Interesting choice. When he performed, he darkened his skin further. Which is, well, it’s hard not to think “blackface” and wrinkle my nose, but the thing is, he lived as a Black man offstage when American apartheid was in full swing, and he could have done otherwise.
“In those days, my driving force was being a hero to children who didn’t have any heroes to identify with,” Jeffries says. “I felt that dark-skinned children could identify with me and, in “The Bronze Buckaroo,” they could have a hero. Many people don’t realize (to this very day) that in the Old West, one out of every three cowboys was a Black… and there were many Mexican cowboys, too.” —herbjeffries.com
Jeffries succeeded in becoming a hero to a lot of people. Herbie Hancock‘s parents named their son after him, for example. But then, when he married Tempest Storm in 1959, he labeled himself White on the marriage certificate. Jet magazine asked Jeffries about that, which is where the quote at the beginning of this post comes from.

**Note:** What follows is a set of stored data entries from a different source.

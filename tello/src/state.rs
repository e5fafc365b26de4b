use crossbeam_channel::Sender;
use std::io;
use std::net::UdpSocket;
use std::thread;
use std::thread::JoinHandle;

/// One state packet of the drone, pushed roughly ten times per second.
///
/// Only the fields the application reads are kept; unknown keys are ignored
/// so firmware additions do not break the parser.
#[derive(Debug, Copy, Clone, PartialEq, Default)]
pub struct State {
	/// Battery charge, percent.
	pub battery: i32,
	/// Height above the takeoff point, centimeters.
	pub height: i32,
	/// Lowest/highest onboard temperature, degrees Celsius.
	pub temperature_low: f32,
	pub temperature_high: f32,
	/// Barometric altitude, meters.
	pub barometer: f32,
	/// Motor-on time, seconds.
	pub flight_time: i32,
}

impl State {
	/// Midpoint of the onboard temperature range.
	pub fn temperature(&self) -> f32 {
		(self.temperature_low + self.temperature_high) / 2.0
	}

	/// Parses a `key:value;key:value;...` packet. Returns `None` when the
	/// battery field is missing or garbled, which marks the whole packet as
	/// unusable; any other field failing to parse keeps its default.
	pub fn parse(packet: &str) -> Option<State> {
		let mut state = State::default();
		let mut battery_seen = false;

		for pair in packet.trim().split(';') {
			let mut parts = pair.splitn(2, ':');

			let key = match parts.next() {
				Some(key) => key,
				None => continue,
			};

			let value = match parts.next() {
				Some(value) => value,
				None => continue,
			};

			match key {
				"bat" => {
					if let Ok(battery) = value.parse() {
						state.battery = battery;
						battery_seen = true;
					}
				}
				"h" => state.height = value.parse().unwrap_or_default(),
				"templ" => state.temperature_low = value.parse().unwrap_or_default(),
				"temph" => state.temperature_high = value.parse().unwrap_or_default(),
				"baro" => state.barometer = value.parse().unwrap_or_default(),
				"time" => state.flight_time = value.parse().unwrap_or_default(),
				_ => {}
			}
		}

		if battery_seen {
			Some(state)
		} else {
			None
		}
	}
}

/// Owns the state socket and forwards every parsed packet to a channel.
/// The consumer is expected to keep only the latest value.
pub struct StateReceiver {
	socket: UdpSocket,
}

impl StateReceiver {
	pub fn bind(port: u16) -> Result<Self, io::Error> {
		let socket = UdpSocket::bind(("0.0.0.0", port))?;

		Ok(Self { socket })
	}

	fn receive_loop(&self, sender: Sender<State>) {
		let mut buffer = [0u8; 1024];

		loop {
			let len = match self.socket.recv(&mut buffer) {
				Ok(len) => len,
				Err(e) => {
					error!("State receive failed: {}", e);
					continue;
				}
			};

			let packet = String::from_utf8_lossy(&buffer[..len]);

			if let Some(state) = State::parse(&packet) {
				if sender.send(state).is_err() {
					// Consumer is gone, session is over.
					break;
				}
			} else {
				warn!("Discarding unusable state packet: {}", packet.trim());
			}
		}
	}

	pub fn spawn(self, sender: Sender<State>) -> JoinHandle<()> {
		thread::spawn(move || self.receive_loop(sender))
	}
}

#[cfg(test)]
mod tests {
	use crate::state::State;

	const PACKET: &'static str =
		"pitch:0;roll:-1;yaw:3;vgx:0;vgy:0;vgz:0;templ:62;temph:65;tof:10;h:40;bat:87;\
		 baro:163.41;time:12;agx:5.00;agy:-9.00;agz:-999.00;\r\n";

	#[test]
	fn parses_full_packet() {
		let state = State::parse(PACKET).unwrap();

		assert_eq!(state.battery, 87);
		assert_eq!(state.height, 40);
		assert_eq!(state.temperature_low, 62.0);
		assert_eq!(state.temperature_high, 65.0);
		assert_eq!(state.barometer, 163.41);
		assert_eq!(state.flight_time, 12);
	}

	#[test]
	fn temperature_is_the_range_midpoint() {
		let state = State::parse(PACKET).unwrap();
		assert_eq!(state.temperature(), 63.5);
	}

	#[test]
	fn missing_battery_discards_the_packet() {
		assert_eq!(State::parse("h:40;templ:62;temph:65;"), None);
		assert_eq!(State::parse("bat:very;h:40;"), None);
	}

	#[test]
	fn garbled_secondary_field_keeps_its_default() {
		let state = State::parse("bat:55;h:oops;templ:60;").unwrap();

		assert_eq!(state.battery, 55);
		assert_eq!(state.height, 0);
		assert_eq!(state.temperature_low, 60.0);
	}

	#[test]
	fn unknown_keys_are_ignored() {
		let state = State::parse("bat:12;mystery:7;;").unwrap();
		assert_eq!(state.battery, 12);
	}
}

Identity and race are complex things, especially during periods of time when the folks with the most power would prefer that they weren’t.
Hm, has there ever been a time when that wasn’t/isn’t the case? I don’t know.
But I do know that, after he was done playing a singing cowboy, Herb Jeffries went on to sing with Duke Ellington‘s orchestra. Yes, indeedy. Here he is singing his hit “Flamingo.”
And here’s a clip from Bronze Buckaroo with Jeffries and the Four Tones singing “Got the Payday Blues.” Pardon the skipping, please; it’s the best I could find. Beats the hell out of Roy Rogers, though, doesn’t he?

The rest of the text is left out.